Contract Categories: Business Finance - Pledge Agreements
EX-10.57 14 bblu_ex1057.htm PLEDGE AGREEMENT ex-10.57

EXHIBIT 10.57



PLEDGE AGREEMENT


THIS PLEDGE AGREEMENT, entered into as of October 30, 2013 (the “Pledge Agreement”), by and between David J. Lies (the “Pledgor”) with an address at 1701 E. Lake Avenue, Suite 260, Glenview, Illinois 60025, and Blue Earth, Inc. (the “Pledgee”) with an address at 2298 Horizon Ridge Parkway, Suite 205, Henderson, Nevada 89052.


W I T N E S S E T H


WHEREAS, the Pledgor has executed and delivered a promissory note (the “Note”) to the Pledgee in the principal amount of One Million Dollars ($1,000,000);


WHEREAS, the Pledgor has agreed to pledge the 333,334 shares of common stock of the Pledgee issuable upon the exercise of certain Class A Warrants held by the Pledgor (the “Pledged Interest”) to the Pledgee as security for the payment and performance of the Pledgor=s obligations under the Note; and


WHEREAS, capitalized terms used but not defined herein shall have the respective meanings set forth in the Note.

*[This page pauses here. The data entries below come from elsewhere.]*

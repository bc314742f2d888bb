//! APDU command definitions
//!
//! This module provides the generic [`Command`] value type according to
//! ISO/IEC 7816-4, short form only.

use bytes::{BufMut, Bytes, BytesMut};

use crate::Error;

/// Expected length type for APDU commands (short form: 0 means 256)
pub type ExpectedLength = u8;

/// Generic APDU command structure
#[derive(Debug, Clone, PartialEq, Eq)]
pub struct Command {
    /// Command class byte
    pub cla: u8,
    /// Instruction byte
    pub ins: u8,
    /// Parameter 1
    pub p1: u8,
    /// Parameter 2
    pub p2: u8,
    /// Command data (optional)
    pub data: Option<Bytes>,
    /// Expected length (optional)
    pub le: Option<ExpectedLength>,
}

impl Command {
    /// Create a new command with just the header bytes
    pub const fn new(cla: u8, ins: u8, p1: u8, p2: u8) -> Self {
        Self {
            cla,
            ins,
            p1,
            p2,
            data: None,
            le: None,
        }
    }

    /// Create a new command with expected response length (Le)
    pub const fn new_with_le(cla: u8, ins: u8, p1: u8, p2: u8, le: ExpectedLength) -> Self {
        Self {
            cla,
            ins,
            p1,
            p2,
            data: None,
            le: Some(le),
        }
    }

    /// Create a new command with data payload
    pub fn new_with_data<T: Into<Bytes>>(cla: u8, ins: u8, p1: u8, p2: u8, data: T) -> Self {
        Self {
            cla,
            ins,
            p1,
            p2,
            data: Some(data.into()),
            le: None,
        }
    }

    /// Create a new command with both data and expected length
    pub fn new_with_data_and_le<T: Into<Bytes>>(
        cla: u8,
        ins: u8,
        p1: u8,
        p2: u8,
        data: T,
        le: ExpectedLength,
    ) -> Self {
        Self {
            cla,
            ins,
            p1,
            p2,
            data: Some(data.into()),
            le: Some(le),
        }
    }

    /// Set the data field
    pub fn with_data<T: Into<Bytes>>(mut self, data: T) -> Self {
        self.data = Some(data.into());
        self
    }

    /// Set the expected length field
    pub const fn with_le(mut self, le: ExpectedLength) -> Self {
        self.le = Some(le);
        self
    }

    /// Command class (CLA)
    pub const fn class(&self) -> u8 {
        self.cla
    }

    /// Instruction code (INS)
    pub const fn instruction(&self) -> u8 {
        self.ins
    }

    /// First parameter (P1)
    pub const fn p1(&self) -> u8 {
        self.p1
    }

    /// Second parameter (P2)
    pub const fn p2(&self) -> u8 {
        self.p2
    }

    /// Command payload data (optional)
    pub fn data(&self) -> Option<&[u8]> {
        self.data.as_deref()
    }

    /// Expected response length (optional)
    pub const fn expected_length(&self) -> Option<ExpectedLength> {
        self.le
    }

    /// Calculate length of the serialized command
    pub fn command_length(&self) -> usize {
        // Header (CLA, INS, P1, P2) is always 4 bytes
        let mut length = 4;

        if let Some(data) = self.data() {
            length += 1 + data.len();
        }

        if self.le.is_some() {
            length += 1;
        }

        length
    }

    /// Convert to raw APDU bytes
    pub fn to_bytes(&self) -> Bytes {
        let mut buffer = BytesMut::with_capacity(self.command_length());

        // Header: CLA, INS, P1, P2
        buffer.put_u8(self.cla);
        buffer.put_u8(self.ins);
        buffer.put_u8(self.p1);
        buffer.put_u8(self.p2);

        // Add Lc and data if present
        if let Some(data) = self.data() {
            buffer.put_u8(data.len() as u8);
            buffer.put_slice(data);
        }

        // Add Le if present
        if let Some(le) = self.le {
            buffer.put_u8(le);
        }

        buffer.freeze()
    }

    /// Parse a command from raw bytes
    pub fn from_bytes(data: &[u8]) -> Result<Self, Error> {
        if data.len() < 4 {
            return Err(Error::InvalidCommandLength(data.len()));
        }

        let mut command = Self::new(data[0], data[1], data[2], data[3]);

        if data.len() > 4 {
            let lc = data[4] as usize;

            if data.len() == 5 {
                // Only Le present, no data
                command.le = Some(data[4]);
            } else if data.len() >= 5 + lc {
                if lc > 0 {
                    command.data = Some(Bytes::copy_from_slice(&data[5..5 + lc]));
                }

                // Check for Le
                if data.len() > 5 + lc {
                    if data.len() == 5 + lc + 1 {
                        command.le = Some(data[5 + lc]);
                    } else {
                        return Err(Error::InvalidCommandLength(data.len()));
                    }
                }
            } else {
                return Err(Error::InvalidCommandLength(data.len()));
            }
        }

        Ok(command)
    }
}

NOW, THEREFORE, the parties hereto agree as follows:


1.

Pledge and Grant of Security Interest.  The Pledgor hereby pledges to the Pledgee, and grants to the Pledgee a security interest in, all of his right, title and interest in and to the Pledged Interest as security for the full and prompt payment and performance of the Pledgor’s obligations under the Note (the “Obligations”).  The Pledgor has delivered simultaneously herewith to the Pledgee, and the Pledgee hereby acknowledges receipt of, a certificate evidencing the Pledged Interest registered in the name of the Pledgor (the “Pledged Certificate”).  So long as any of the Obligations remain unsatisfied, the Pledged Certificate shall be held by and in the custody of the Pledgee subject to and in accordance with the terms and provisions hereof.

2.

Representations and Warranties.

(a)

The Pledgor hereby represents and warrants to the Pledgee as follows:

(i)

he is the owner of the Pledged Interest, he holds good title to the Pledged Interest, he has the right to pledge the Pledged Interest and the Pledged Interest are free from all liens, encumbrances, adverse claims and other security interests (other than those created hereby); and

(ii)

None of the Pledged Interest is subject to any prohibition against encumbering, pledging, hypothecating or assigning the same or requires notice or consent in connection therewith.





(b)

The foregoing representations and warranties shall survive until full and final payment and performance of all of the Obligations or the transfer of title to the Pledged Interest to the Pledgee.

3.

Covenants.

(a)

So long as any of the Obligations remain unsatisfied, the Pledgor will not sell, assign, transfer, dispose of, pledge or encumber in any manner any of the Shares (as defined in the Note), or agree or attempt to do so, or suffer to exist any lien, security interest or other encumbrance on the Shares created, except the lien of this pledge.

(b)

So long as any of the Obligations remain unsatisfied, the Pledgor shall, upon request of the Pledgee, furnish to the Pledgee such stock powers, instruments of assignment and other instruments as may be required by the Pledgee in order to permit or effect transfer of the Pledged Certificates in accordance with the terms of this Pledge Agreement.

(c)

The Pledgor shall at any time and from time to time, upon the written request of the Pledgee, execute and deliver such other instruments and documents and do such further acts and things as the Pledgee may reasonably request in order to effect the purposes of this Pledge Agreement.

(d)

Beyond the exercise of reasonable care to assure the safe custody of the Pledged Certificates, Pledgee shall not have any duty or liability to preserve rights pertaining thereto, and shall be relieved of all responsibility for the Pledged Certificates upon the Pledgee surrendering them to the Pledgor upon satisfaction in full of the Obligations.

4.

Events of Default.  A breach or violation of this Pledge Agreement by the Pledgor or an Event of Default under the Note, shall constitute an event of default (“Event of Default”) by the Pledgor hereunder.

5.

Rights of the Pledgee upon Default.   

(a)

If an Event of Default shall occur and be continuing, the Pledgor agrees to the Pledgee shall have the right to (i) cancel the Shares; or (ii) immediately re-register the Pledged Certificates in such name(s) as the Pledgee shall determine.

(b)

Until the Pledged Certificates have been re-registered, immediately upon the occurrence of an Event of Default, the Pledged Certificates shall be deemed to be registered in the name of the Pledgee.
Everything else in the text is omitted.